Kinetic equilibrium reconstruction and the impact on stability analysis of KSTAR plasmas

High fidelity kinetic plasma equilibrium reconstructions are an essential requirement for accurate stability and disruption prediction analyses to support continuous operation of high beta tokamak plasmas. The present kinetic equilibrium reconstructions of plasmas in the KSTAR device include plasma density and temperature profiles from Thomson scattering and ion temperature from charge exchange spectroscopy diagnostics, and allowance for fast particle pressure. In addition, up to 25 channels of motional Stark effect diagnostic data are used to constrain the magnetic field pitch angle profile in the plasma to produce a reliable computation of the safety factor, q, profile.

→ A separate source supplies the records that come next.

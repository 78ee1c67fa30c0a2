//! Loaded instruments: decoded WAV samples and oscillators.

use crate::catalog::{InstrumentKind, InstrumentSpec};
use crate::{Error, Result};
use hound::{SampleFormat, WavReader};
use std::io::Read;
use std::path::Path;
use toid_core::{Instrument, Pitch, SamplePosition, SineInstrument};

/// Mono sample data normalized to ±1.0.
#[derive(Debug, Clone)]
pub struct SampleBuffer {
    samples: Vec<f32>,
    sample_rate: u32,
}

impl SampleBuffer {
    pub fn new(samples: Vec<f32>, sample_rate: u32) -> Self {
        Self {
            samples,
            sample_rate,
        }
    }

    /// Decode a WAV file, averaging all channels down to mono.
    pub fn from_wav_file(path: impl AsRef<Path>) -> Result<Self> {
        Self::from_wav(WavReader::open(path)?)
    }

    pub fn from_wav<R: Read>(mut reader: WavReader<R>) -> Result<Self> {
        let spec = reader.spec();
        let channels = usize::from(spec.channels.max(1));

        let interleaved: Vec<f32> = match spec.sample_format {
            SampleFormat::Float => reader.samples::<f32>().collect::<std::result::Result<_, _>>()?,
            SampleFormat::Int => {
                let scale = (1i64 << (spec.bits_per_sample.saturating_sub(1))) as f32;
                reader
                    .samples::<i32>()
                    .map(|s| s.map(|s| s as f32 / scale))
                    .collect::<std::result::Result<_, _>>()?
            }
        };

        let samples = interleaved
            .chunks_exact(channels)
            .map(|frame| frame.iter().sum::<f32>() / channels as f32)
            .collect();

        Ok(Self::new(samples, spec.sample_rate))
    }

    pub fn len(&self) -> usize {
        self.samples.len()
    }

    pub fn is_empty(&self) -> bool {
        self.samples.is_empty()
    }

    pub fn sample_rate(&self) -> u32 {
        self.sample_rate
    }

    /// Linearly interpolated value at fractional frame `position`.
    /// Past the end the value is 0, or wraps around when `looped`.
    #[inline]
    fn at(&self, position: f64, looped: bool) -> f32 {
        let len = self.samples.len();
        if len == 0 {
            return 0.0;
        }

        let position = if looped {
            position % len as f64
        } else {
            position
        };
        let index = position as usize;
        if index >= len {
            return 0.0;
        }
        let frac = (position - index as f64) as f32;

        let current = self.samples[index];
        let next = match self.samples.get(index + 1) {
            Some(&next) => next,
            None if looped => self.samples[0],
            None => 0.0,
        };
        current + (next - current) * frac
    }
}

#[derive(Debug, Clone)]
enum Source {
    Sample {
        buffer: SampleBuffer,
        /// Source frames advanced per output frame at the root pitch.
        rate_ratio: f64,
    },
    Sine(SineInstrument),
}

/// An instrument built from a catalog entry, ready for lookups.
#[derive(Debug, Clone)]
pub struct LoadedInstrument {
    source: Source,
    root_pitch: Pitch,
    low_pitch: Pitch,
    high_pitch: Pitch,
    looped: bool,
    gain: f32,
}

impl LoadedInstrument {
    /// Build the instrument `spec` describes. Decodes the sample, if any.
    pub fn from_spec(catalog: &str, spec: &InstrumentSpec, output_rate: u32) -> Result<Self> {
        let source = match spec.kind {
            InstrumentKind::Sine => Source::Sine(SineInstrument::new(output_rate)),
            InstrumentKind::Wav => {
                let path = spec.path.as_deref().ok_or_else(|| Error::Catalog {
                    catalog: catalog.to_string(),
                    reason: "wav instrument without a path".into(),
                })?;
                let buffer = SampleBuffer::from_wav_file(path)?;
                Source::Sample {
                    rate_ratio: buffer.sample_rate() as f64 / output_rate.max(1) as f64,
                    buffer,
                }
            }
        };

        Ok(Self {
            source,
            root_pitch: spec.root_pitch,
            low_pitch: spec.low_pitch,
            high_pitch: spec.high_pitch,
            looped: spec.looped,
            gain: spec.gain,
        })
    }

    /// Sample-based instrument from an in-memory buffer, playable at any pitch.
    pub fn from_buffer(buffer: SampleBuffer, root_pitch: Pitch, output_rate: u32) -> Self {
        Self {
            source: Source::Sample {
                rate_ratio: buffer.sample_rate() as f64 / output_rate.max(1) as f64,
                buffer,
            },
            root_pitch,
            low_pitch: f32::NEG_INFINITY,
            high_pitch: f32::INFINITY,
            looped: false,
            gain: 1.0,
        }
    }

    pub fn with_range(mut self, low: Pitch, high: Pitch) -> Self {
        self.low_pitch = low;
        self.high_pitch = high;
        self
    }

    pub fn with_looping(mut self, looped: bool) -> Self {
        self.looped = looped;
        self
    }
}

impl Instrument for LoadedInstrument {
    fn lookup(&self, pitch: Pitch, frame_offset: SamplePosition) -> Option<f32> {
        if !(self.low_pitch..=self.high_pitch).contains(&pitch) {
            return None;
        }

        let value = match &self.source {
            Source::Sine(sine) => sine.lookup(pitch, frame_offset)?,
            Source::Sample { buffer, rate_ratio } => {
                let step = rate_ratio * 2f64.powf(f64::from(pitch - self.root_pitch) / 12.0);
                buffer.at(frame_offset as f64 * step, self.looped)
            }
        };
        Some(value * self.gain)
    }
}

H-mode plasmas exhibit clear pedestal characteristics in the reconstructed pressure profile compared to internal transport barrier or L-mode plasmas. The plasma configuration and vertical position of inner strike points are validated by CCD and infrared camera images. Ideal and resistive magnetohydrodynamic (MHD) stability analyses using the DCON and resistive DCON codes utilize these kinetic equilibrium reconstructions to compare to experimental plasma stability. Equilibria with sufficiently low convergence error can provide reliable computation of ideal and resistive MHD stability analysis.